- _Collected data_
++++++++++++++++++++
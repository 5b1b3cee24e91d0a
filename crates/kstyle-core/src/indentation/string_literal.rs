//! Re-indentation of raw strings passed through `trimIndent()` / `trimMargin()`.
//!
//! When a line break in front of such a literal is re-indented, the literal's
//! own lines move with it. All content lines shift by the same amount, so the
//! least indented one sits one unit deeper than the line that starts the
//! literal and the others keep their relative indentation. The closing `"""`
//! sits at the literal's own indent.

use crate::kind::NodeKind;
use crate::tree::{NodeId, SyntaxTree};
use tracing::debug;

const INDENTING_CALLS: [&str; 2] = ["trimIndent", "trimMargin"];

/// Finds the raw string template that follows the line break `ws`.
///
/// The literal must be the receiver of a `.trimIndent()` or `.trimMargin()`
/// call reached from the next sibling through its chain of first children.
#[must_use]
pub fn indented_raw_string(tree: &SyntaxTree, ws: NodeId) -> Option<NodeId> {
    let next = tree.next_sibling(ws)?;
    let qualified = std::iter::successors(Some(next), |&n| tree.first_child(n))
        .find(|&n| tree.kind(n) == NodeKind::DotQualifiedExpression)?;

    let template = tree.first_child(qualified)?;
    if tree.kind(template) != NodeKind::StringTemplate {
        return None;
    }
    let is_raw = tree
        .first_child(template)
        .is_some_and(|q| tree.leaf_text(q) == "\"\"\"");
    if !is_raw || !tree.contains_newline(template) {
        return None;
    }

    let selector = tree
        .children(qualified)
        .iter()
        .copied()
        .skip_while(|&c| tree.kind(c) != NodeKind::Dot)
        .skip(1)
        .find(|&c| !tree.kind(c).is_whitespace())?;
    let callee = tree.leaf_text(tree.first_leaf(selector));
    INDENTING_CALLS.contains(&callee).then_some(template)
}

/// Re-indents the lines of `template` for a literal starting at `expected` spaces.
pub fn reindent_raw_string(tree: &mut SyntaxTree, template: NodeId, expected: i32, unit: i32) {
    let closing_indent = spaces(expected);
    let entries: Vec<NodeId> = tree.children(template).to_vec();
    let is_closing = |tree: &SyntaxTree, i: usize| {
        entries
            .get(i + 1)
            .is_some_and(|&n| tree.kind(n) == NodeKind::ClosingQuote)
    };

    // Leading pieces of content lines, with their current indent.
    let mut lines = Vec::new();
    let mut closing_line = None;
    let mut at_line_start = false;
    for (i, &entry) in entries.iter().enumerate() {
        let text = tree.leaf_text(entry);
        if tree.kind(entry) != NodeKind::LiteralStringTemplateEntry {
            at_line_start = false;
            continue;
        }
        if text.ends_with('\n') {
            if is_closing(tree, i) {
                closing_line = Some((entry, true));
            }
            at_line_start = true;
            continue;
        }
        if at_line_start {
            let content = text.trim_start_matches(' ');
            if is_closing(tree, i) && content.is_empty() {
                closing_line = Some((entry, false));
            } else if !content.trim().is_empty() {
                let indent = text.len() - content.len();
                lines.push((entry, i32::try_from(indent).unwrap_or(i32::MAX)));
            }
        }
        at_line_start = false;
    }

    let margin = lines.iter().map(|&(_, indent)| indent).min().unwrap_or(0);
    let delta = expected + unit - margin;
    for (entry, indent) in lines {
        let content = tree.leaf_text(entry).trim_start_matches(' ').to_string();
        tree.set_leaf_text(entry, format!("{}{content}", spaces(indent + delta)));
    }
    match closing_line {
        // Closing quote at the very start of its line.
        Some((entry, true)) => {
            let text = format!("{}{closing_indent}", tree.leaf_text(entry));
            tree.set_leaf_text(entry, text);
        }
        Some((entry, false)) => tree.set_leaf_text(entry, closing_indent),
        None => {}
    }
    debug!(expected, delta, "re-indented raw string literal");
}

fn spaces(n: i32) -> String {
    " ".repeat(usize::try_from(n).unwrap_or(0))
}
++++++++++++++++++++
- _Task directions_
Repeat the data precisely, reproducing every entry.

- _Problem solution_
repository 5b1b3cee24e91d0a
filename crates/kstyle-core/src/indentation/string_literal.rs
//! Re-indentation of raw strings passed through `trimIndent()` / `trimMargin()`.
//!
//! When a line break in front of such a literal is re-indented, the literal's
//! own lines move with it. All content lines shift by the same amount, so the
//! least indented one sits one unit deeper than the line that starts the
//! literal and the others keep their relative indentation. The closing `"""`
//! sits at the literal's own indent.

use crate::kind::NodeKind;
use crate::tree::{NodeId, SyntaxTree};
use tracing::debug;

const INDENTING_CALLS: [&str; 2] = ["trimIndent", "trimMargin"];

/// Finds the raw string template that follows the line break `ws`.
///
/// The literal must be the receiver of a `.trimIndent()` or `.trimMargin()`
/// call reached from the next sibling through its chain of first children.
#[must_use]
pub fn indented_raw_string(tree: &SyntaxTree, ws: NodeId) -> Option<NodeId> {
    let next = tree.next_sibling(ws)?;
    let qualified = std::iter::successors(Some(next), |&n| tree.first_child(n))
        .find(|&n| tree.kind(n) == NodeKind::DotQualifiedExpression)?;

    let template = tree.first_child(qualified)?;
    if tree.kind(template) != NodeKind::StringTemplate {
        return None;
    }
    let is_raw = tree
        .first_child(template)
        .is_some_and(|q| tree.leaf_text(q) == "\"\"\"");
    if !is_raw || !tree.contains_newline(template) {
        return None;
    }

    let selector = tree
        .children(qualified)
        .iter()
        .copied()
        .skip_while(|&c| tree.kind(c) != NodeKind::Dot)
        .skip(1)
        .find(|&c| !tree.kind(c).is_whitespace())?;
    let callee = tree.leaf_text(tree.first_leaf(selector));
    INDENTING_CALLS.contains(&callee).then_some(template)
}

/// Re-indents the lines of `template` for a literal starting at `expected` spaces.
pub fn reindent_raw_string(tree: &mut SyntaxTree, template: NodeId, expected: i32, unit: i32) {
    let closing_indent = spaces(expected);
    let entries: Vec<NodeId> = tree.children(template).to_vec();
    let is_closing = |tree: &SyntaxTree, i: usize| {
        entries
            .get(i + 1)
            .is_some_and(|&n| tree.kind(n) == NodeKind::ClosingQuote)
    };

    // Leading pieces of content lines, with their current indent.
    let mut lines = Vec::new();
    let mut closing_line = None;
    let mut at_line_start = false;
    for (i, &entry) in entries.iter().enumerate() {
        let text = tree.leaf_text(entry);
        if tree.kind(entry) != NodeKind::LiteralStringTemplateEntry {
            at_line_start = false;
            continue;
        }
        if text.ends_with('\n') {
            if is_closing(tree, i) {
                closing_line = Some((entry, true));
            }
            at_line_start = true;
            continue;
        }
        if at_line_start {
            let content = text.trim_start_matches(' ');
            if is_closing(tree, i) && content.is_empty() {
                closing_line = Some((entry, false));
            } else if !content.trim().is_empty() {
                let indent = text.len() - content.len();
                lines.push((entry, i32::try_from(indent).unwrap_or(i32::MAX)));
            }
        }
        at_line_start = false;
    }

    let margin = lines.iter().map(|&(_, indent)| indent).min().unwrap_or(0);
    let delta = expected + unit - margin;
    for (entry, indent) in lines {
        let content = tree.leaf_text(entry).trim_start_matches(' ').to_string();
        tree.set_leaf_text(entry, format!("{}{content}", spaces(indent + delta)));
    }
    match closing_line {
        // Closing quote at the very start of its line.
        Some((entry, true)) => {
            let text = format!("{}{closing_indent}", tree.leaf_text(entry));
            tree.set_leaf_text(entry, text);
        }
        Some((entry, false)) => tree.set_leaf_text(entry, closing_indent),
        None => {}
    }
    debug!(expected, delta, "re-indented raw string literal");
}

fn spaces(n: i32) -> String {
    " ".repeat(usize::try_from(n).unwrap_or(0))
}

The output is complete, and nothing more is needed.